TVO.org: I think some of the communication has encouraged people to develop benchmarks — like, oh, maybe by next year, we’ll be able to do concerts. I don’t think I’m alone, though, when I say that, yes, concerts are lovely, but what I would really like to know is, when I can hug my mom? When can I go visit my mom? And that seems to not be a priority for communication, even for public-health officials.
Deonandan: I think you’re right. I think that, on the individual level, those are the benchmarks. Now, it’s hard to answer those questions, because those questions depend entirely on the rate of vaccine distribution — and the big question of exactly how long it lasts and doesn’t actually diminish transmission. To get to those levels of normality of hugging a loved one and so forth, it becomes a priority to prioritize vaccine for operation. Absolutely. Thinking about these decision-makers always thinking about what it means for the supply chain on a national level. But for individuals, what matters is what it means for the goalposts of my personal life to go back to some levels of normality. I think you’d be able to hug your mother with impunity sometime at the end of this year.
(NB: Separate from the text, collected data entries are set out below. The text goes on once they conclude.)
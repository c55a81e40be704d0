use std::env;
use std::fs;
use std::path::PathBuf;

/// Get the log directory based on platform and installation type
///
/// Resolution order:
/// 1. Custom directory from parameter (if provided)
/// 2. PORUA_LOG_DIR environment variable
/// 3. Platform-specific defaults (system or user)
/// 4. Installation directory fallback
/// 5. Temp directory as last resort
pub fn get_log_directory(custom_dir: Option<&str>) -> Result<PathBuf, std::io::Error> {
    // 1. Check custom directory parameter
    if let Some(dir) = custom_dir {
        let path = PathBuf::from(dir);
        return ensure_directory_exists(path);
    }

    // 2. Check environment variable override (cross-platform)
    if let Ok(custom_dir) = env::var("PORUA_LOG_DIR") {
        let path = PathBuf::from(custom_dir);
        return ensure_directory_exists(path);
    }

    // 3. Platform-specific default locations
    let log_dir = if cfg!(target_os = "windows") {
        get_windows_log_dir()
    } else if cfg!(target_os = "macos") {
        get_macos_log_dir()
    } else {
        get_linux_log_dir()
    };

    ensure_directory_exists(log_dir)
}

/// Get Windows-specific log directory
#[cfg(target_os = "windows")]
fn get_windows_log_dir() -> PathBuf {
    // Try in order of preference:

    // 1. ProgramData (system-wide, recommended for services)
    if let Ok(program_data) = env::var("ProgramData") {
        let path = PathBuf::from(program_data).join("Porua").join("logs");
        if is_writable(&path) || can_create(&path) {
            return path;
        }
    }

    // 2. LOCALAPPDATA (user-specific, non-roaming)
    if let Some(local_app_data) = dirs::data_local_dir() {
        let path = local_app_data.join("Porua").join("logs");
        if is_writable(&path) || can_create(&path) {
            return path;
        }
    }

    // 3. APPDATA (user-specific, roaming)
    if let Some(app_data) = dirs::data_dir() {
        let path = app_data.join("Porua").join("logs");
        if is_writable(&path) || can_create(&path) {
            return path;
        }
    }

    // 4. Installation directory fallback
    if let Ok(exe_path) = env::current_exe() {
        if let Some(exe_dir) = exe_path.parent() {
            // Try parent of bin directory
            if let Some(install_dir) = exe_dir.parent() {
                let path = install_dir.join("logs");
                if is_writable(&path) || can_create(&path) {
                    return path;
                }
            }
            // Try next to binary
            let path = exe_dir.join("logs");
            if is_writable(&path) || can_create(&path) {
                return path;
            }
        }
    }

    // 5. Temp directory as last resort
    env::temp_dir().join("porua_logs")
}

/// Get Windows log directory (non-Windows builds)
#[cfg(not(target_os = "windows"))]
fn get_windows_log_dir() -> PathBuf {
    // This function won't be called on non-Windows platforms
    // but needs to exist for compilation
    PathBuf::from("/tmp/porua_logs")
}

/// Get Linux-specific log directory
#[cfg(target_os = "linux")]
fn get_linux_log_dir() -> PathBuf {
    // Try in order:

    // 1. System-wide location (requires permissions)
    let system_dir = PathBuf::from("/var/log/porua");
    if is_writable(&system_dir) || can_create(&system_dir) {
        return system_dir;
    }

    // 2. User XDG data directory
    if let Some(data_dir) = dirs::data_local_dir() {
        return data_dir.join("porua").join("logs");
    }

    // 3. Home directory fallback
    if let Some(home_dir) = dirs::home_dir() {
        return home_dir.join(".local").join("porua").join("logs");
    }

    // 4. Installation directory fallback
    if let Ok(exe_path) = env::current_exe() {
        if let Some(parent) = exe_path.parent().and_then(|p| p.parent()) {
            return parent.join("logs");
        }
    }

    // 5. Temp directory
    env::temp_dir().join("porua_logs")
}

/// Get Linux log directory (non-Linux builds)
#[cfg(not(target_os = "linux"))]
fn get_linux_log_dir() -> PathBuf {
    PathBuf::from("/tmp/porua_logs")
}

/// Get macOS-specific log directory
#[cfg(target_os = "macos")]
fn get_macos_log_dir() -> PathBuf {
    // Try in order:

    // 1. System-wide location
    let system_dir = PathBuf::from("/var/log/porua");
    if is_writable(&system_dir) || can_create(&system_dir) {
        return system_dir;
    }

    // 2. User Library/Logs (macOS standard)
    if let Some(home_dir) = dirs::home_dir() {
        let logs_dir = home_dir.join("Library").join("Logs").join("Porua");
        if is_writable(&logs_dir) || can_create(&logs_dir) {
            return logs_dir;
        }
    }

    // 3. User data directory fallback
    if let Some(data_dir) = dirs::data_local_dir() {
        return data_dir.join("porua").join("logs");
    }

    // 4. Installation directory fallback
    if let Ok(exe_path) = env::current_exe() {
        if let Some(parent) = exe_path.parent().and_then(|p| p.parent()) {
            return parent.join("logs");
        }
    }

    // 5. Temp directory
    env::temp_dir().join("porua_logs")
}

/// Get macOS log directory (non-macOS builds)
#[cfg(not(target_os = "macos"))]
fn get_macos_log_dir() -> PathBuf {
    PathBuf::from("/tmp/porua_logs")
}

/// Check if a directory is writable
fn is_writable(path: &PathBuf) -> bool {
    if !path.exists() {
        return false;
    }
    // Try creating a temp file to check write permissions
    let test_file = path.join(".write_test");
    fs::write(&test_file, "test").is_ok()
        && {
            let _ = fs::remove_file(&test_file);
            true
        }
}

/// Check if we can create a directory
fn can_create(path: &PathBuf) -> bool {
    if path.exists() {
        return is_writable(path);
    }
    // Check if parent is writable
    if let Some(parent) = path.parent() {
        parent.exists() && is_writable(&parent.to_path_buf())
    } else {
        false
    }
}

/// Ensure the log directory exists and create subdirectories
fn ensure_directory_exists(path: PathBuf) -> Result<PathBuf, std::io::Error> {
    if !path.exists() {
        fs::create_dir_all(&path)?;
    }

    // Create archives subdirectory
    let archives_dir = path.join("archives");
    if !archives_dir.exists() {
        fs::create_dir_all(&archives_dir)?;
    }

    Ok(path)
}
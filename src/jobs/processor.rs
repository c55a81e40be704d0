//! The core synthesis pipeline and the job lifecycle state machine that
//! drives it: `pending` -> `processing` -> `{completed, failed}`.

use super::generator::TtsGenerator;
use super::notifier::Notifier;
use super::queue::TaskQueue;
use super::storage::AudioStorage;
use super::store::JobStore;
use super::{Job, JobStatus};
use crate::audio::{segmenter, timepoints, wav, Timepoint};
use crate::config::constants::{DEFAULT_STYLE, DEFAULT_VOICE_ID, MAX_CHUNK_BYTES};
use crate::error::{JobError, Result};
use crate::voices::{self, VoiceOption};
use serde::{Deserialize, Serialize};
use std::collections::HashMap;
use std::sync::Arc;
use uuid::Uuid;

/// Every external collaborator the job pipeline needs, grouped the way the
/// HTTP handlers reach them.
pub struct JobDeps {
    pub store: Arc<dyn JobStore>,
    pub queue: Arc<dyn TaskQueue>,
    pub generator: Arc<dyn TtsGenerator>,
    pub storage: Arc<dyn AudioStorage>,
    pub notifier: Arc<dyn Notifier>,
    pub http_client: reqwest::Client,
}

#[derive(Debug, Deserialize)]
pub struct CreateJobRequest {
    #[serde(default)]
    pub text: String,
    #[serde(rename = "voiceId", default)]
    pub voice_id: String,
    #[serde(default)]
    pub language: String,
    #[serde(default)]
    pub style: String,
    #[serde(rename = "fileId", default)]
    pub file_id: String,
    #[serde(rename = "deviceToken", default)]
    pub device_token: String,
}

#[derive(Debug, Serialize, Deserialize)]
pub struct CreateJobResponse {
    #[serde(rename = "jobId")]
    pub job_id: String,
}

#[derive(Debug, Deserialize)]
pub struct ProcessTaskRequest {
    #[serde(rename = "jobId", default)]
    pub job_id: String,
}

/// The result of synthesizing and stitching every chunk of a job's text.
pub struct ProcessResult {
    pub audio_url: String,
    pub timepoints: Vec<Timepoint>,
}

/// Validate and persist a new job, then best-effort enqueue it for
/// processing. Enqueue failures are logged, not surfaced: the job is
/// already durable and can be retried via the existing delivery path.
pub async fn create_job(deps: &JobDeps, req: CreateJobRequest) -> Result<Job> {
    if req.text.trim().is_empty() {
        return Err(JobError::InvalidRequest("text is required".into()));
    }

    let voice_id = if req.voice_id.is_empty() {
        DEFAULT_VOICE_ID.to_string()
    } else {
        req.voice_id
    };

    let language = if req.language.is_empty() {
        voices::get_by_id(&voice_id)
            .map(|v| v.language.to_string())
            .unwrap_or_default()
    } else {
        req.language
    };

    let style = if req.style.is_empty() {
        DEFAULT_STYLE.to_string()
    } else {
        req.style
    };

    let job = Job::new(req.text, None, voice_id, language, style, req.file_id, req.device_token);

    deps.store
        .create(job.clone())
        .await
        .map_err(|e| JobError::StoreFailure(e.to_string()))?;

    if let Err(e) = deps.queue.enqueue(&job.id).await {
        tracing::warn!("create_job: enqueue {} failed: {}", job.id, e);
    }

    tracing::info!(
        "create_job: created jobId={} text_len={} voiceId={}",
        job.id,
        job.text.len(),
        job.voice_id
    );

    Ok(job)
}

/// Fetch the current state of a job.
pub async fn get_job(deps: &JobDeps, job_id: &str) -> Result<Job> {
    deps.store.get(job_id).await
}

/// Resolve the text to synthesize: the job's inline `text`, or the body
/// fetched from `text_url` when set.
async fn resolve_text(job: &Job, client: &reqwest::Client) -> Result<String> {
    match &job.text_url {
        Some(url) => {
            let response = client
                .get(url)
                .send()
                .await
                .map_err(|e| JobError::UpstreamTtsFailure(format!("fetch text_url: {}", e)))?;
            response
                .text()
                .await
                .map_err(|e| JobError::UpstreamTtsFailure(format!("read text_url body: {}", e)))
        }
        None => Ok(job.text.clone()),
    }
}

/// Segment the job's text, synthesize each chunk in order, stitch the
/// resulting WAV audio, re-base every chunk's timepoints into the full
/// job's coordinate space, and publish the combined audio.
///
/// Chunks are synthesized strictly in order (not concurrently): each
/// chunk's timepoints are shifted by the cumulative duration of every
/// chunk synthesized before it, so the order is load-bearing.
pub async fn process_job(job: &Job, voice: &VoiceOption, deps: &JobDeps) -> Result<ProcessResult> {
    let text = resolve_text(job, &deps.http_client).await?;
    let chunks = segmenter::split(&text, MAX_CHUNK_BYTES);

    if let Some(streaming) = deps.storage.as_streaming() {
        let filename = format!("audio/jobs/{}_{}.wav", job.voice_id, Uuid::new_v4());
        let mut sink = streaming.begin_upload(&filename).await?;

        let mut all_timepoints = Vec::new();
        let mut cumulative_time = 0.0;
        let mut header_written = false;

        for chunk in &chunks {
            let generated = deps.generator.generate(&chunk.text, voice, &job.language).await;
            let (audio_data, tps) = match generated {
                Ok(pair) => pair,
                Err(e) => {
                    sink.abort().await?;
                    return Err(e);
                }
            };

            let adjusted = timepoints::adjust(&tps, chunk.char_offset, cumulative_time);
            all_timepoints.extend(adjusted);
            cumulative_time += wav::duration(&audio_data);

            if !header_written && audio_data.len() >= 44 {
                if let Err(e) = sink.write_header(&audio_data[..44]).await {
                    sink.abort().await?;
                    return Err(e);
                }
                header_written = true;
            }
            if audio_data.len() > 44 {
                if let Err(e) = sink.write_pcm(&audio_data[44..]).await {
                    sink.abort().await?;
                    return Err(e);
                }
            }
        }

        let audio_url = sink.finish().await?;
        return Ok(ProcessResult {
            audio_url,
            timepoints: all_timepoints,
        });
    }

    let mut wav_files = Vec::new();
    let mut all_timepoints = Vec::new();
    let mut cumulative_time = 0.0;

    for chunk in &chunks {
        let (audio_data, tps) = deps
            .generator
            .generate(&chunk.text, voice, &job.language)
            .await?;

        let adjusted = timepoints::adjust(&tps, chunk.char_offset, cumulative_time);
        all_timepoints.extend(adjusted);
        cumulative_time += wav::duration(&audio_data);
        wav_files.push(audio_data);
    }

    let combined = wav::concatenate(&wav_files)?;
    let filename = format!("audio/jobs/{}_{}.wav", job.voice_id, Uuid::new_v4());
    let audio_url = deps.storage.upload(combined, &filename).await?;

    Ok(ProcessResult {
        audio_url,
        timepoints: all_timepoints,
    })
}

async fn fail_job(deps: &JobDeps, job: &Job, error_msg: String) {
    if let Err(e) = deps.store.set_failed(&job.id, error_msg.clone()).await {
        tracing::warn!("fail_job: set_failed {} failed: {}", job.id, e);
    }
    notify_failed(deps, job, &error_msg).await;
}

async fn notify_completed(deps: &JobDeps, job: &Job, result: &ProcessResult) {
    if job.device_token.is_empty() {
        return;
    }
    let mut data = HashMap::new();
    data.insert("jobId".to_string(), job.id.clone());
    data.insert("audioUrl".to_string(), result.audio_url.clone());
    data.insert("fileId".to_string(), job.file_id.clone());
    data.insert("status".to_string(), "completed".to_string());

    if let Err(e) = deps
        .notifier
        .send(
            &job.device_token,
            "音声生成完了",
            "テキストの読み上げ音声が生成されました",
            data,
        )
        .await
    {
        tracing::warn!("notify_completed: {} failed: {}", job.id, e);
    }
}

async fn notify_failed(deps: &JobDeps, job: &Job, error_msg: &str) {
    if job.device_token.is_empty() {
        return;
    }
    let mut data = HashMap::new();
    data.insert("jobId".to_string(), job.id.clone());
    data.insert("fileId".to_string(), job.file_id.clone());
    data.insert("status".to_string(), "failed".to_string());
    data.insert("error".to_string(), error_msg.to_string());

    if let Err(e) = deps
        .notifier
        .send(&job.device_token, "音声生成失敗", "音声の生成に失敗しました", data)
        .await
    {
        tracing::warn!("notify_failed: {} failed: {}", job.id, e);
    }
}

/// Drive a single delivery of `POST /jobs/process`. Always succeeds from
/// the caller's point of view (it only returns `Err` for a malformed
/// request, which the HTTP layer maps to 400); every failure encountered
/// while synthesizing is recorded on the job and acknowledged with 200 so a
/// task-queue redelivery mechanism does not retry an error that will never
/// resolve.
///
/// A job id the store doesn't recognize is swallowed rather than treated
/// as an error, since at-least-once delivery means the same id can arrive
/// more than once after the job has already been cleaned up.
///
/// Re-running this on an already-completed job re-synthesizes and
/// overwrites the audio URL with a fresh upload rather than short-circuiting:
/// redelivery is expected to be idempotent in effect, not a no-op.
pub async fn handle_process_delivery(deps: &JobDeps, job_id: &str) -> Result<()> {
    if job_id.is_empty() {
        return Err(JobError::InvalidRequest("jobId required".into()));
    }

    let job = match deps.store.get(job_id).await {
        Ok(job) => job,
        Err(_) => {
            tracing::info!("handle_process_delivery: job {} not found, skipping", job_id);
            return Ok(());
        }
    };

    if let Err(e) = deps.store.set_processing(&job.id).await {
        tracing::warn!("handle_process_delivery: set_processing {} failed: {}", job.id, e);
    }

    let voice = match voices::get_by_id(&job.voice_id) {
        Some(voice) => voice,
        None => {
            let msg = format!("unknown voiceId: {}", job.voice_id);
            tracing::warn!("handle_process_delivery: {}", msg);
            fail_job(deps, &job, msg).await;
            return Ok(());
        }
    };

    match process_job(&job, voice, deps).await {
        Ok(result) => {
            if let Err(e) = deps
                .store
                .set_completed(&job.id, result.audio_url.clone(), result.timepoints.clone())
                .await
            {
                tracing::warn!("handle_process_delivery: set_completed {} failed: {}", job.id, e);
            }
            notify_completed(deps, &job, &result).await;
            tracing::info!(
                "handle_process_delivery: completed jobId={} audioUrl={}",
                job.id,
                result.audio_url
            );
        }
        Err(e) => {
            tracing::warn!("handle_process_delivery: process {} failed: {}", job.id, e);
            fail_job(deps, &job, e.to_string()).await;
        }
    }

    Ok(())
}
I think we’ll have concerts sometime early next year — maybe even sooner. I think we’re going to have sports in school with some mitigation in place in the fall. And I think we’re going to have something resembling international tourism, though highly restrained, by the end of next year. So these are the timelines I would pull out of my hat based entirely on my expectations of vaccine distribution, longevity, and power. I could be 1,000 per cent wrong.
TVO.org: But, basically, no hugging mom until there are widespread vaccines?
Deonandan: That’s the safe thing to say. But really, in your community, we may find diminished transmission. We may find a test-positivity rate well below 1 per cent. We may find no new cases for a couple of weeks. When that happens, then I think it will feel a lot more comfortable doing those things again. And that might happen sooner rather than later. It’s going to take some work. I think you’ll get there sooner than you think. I know we’re fond of being pessimistic with these projections. But I’m an optimist by nature. And we’ll get to the point of human contact on that level before the end of this year.
Raywat Deonandan joined host Steve Paikin on The Agenda on January 6.
This interview has been edited and condensed for length and clarity.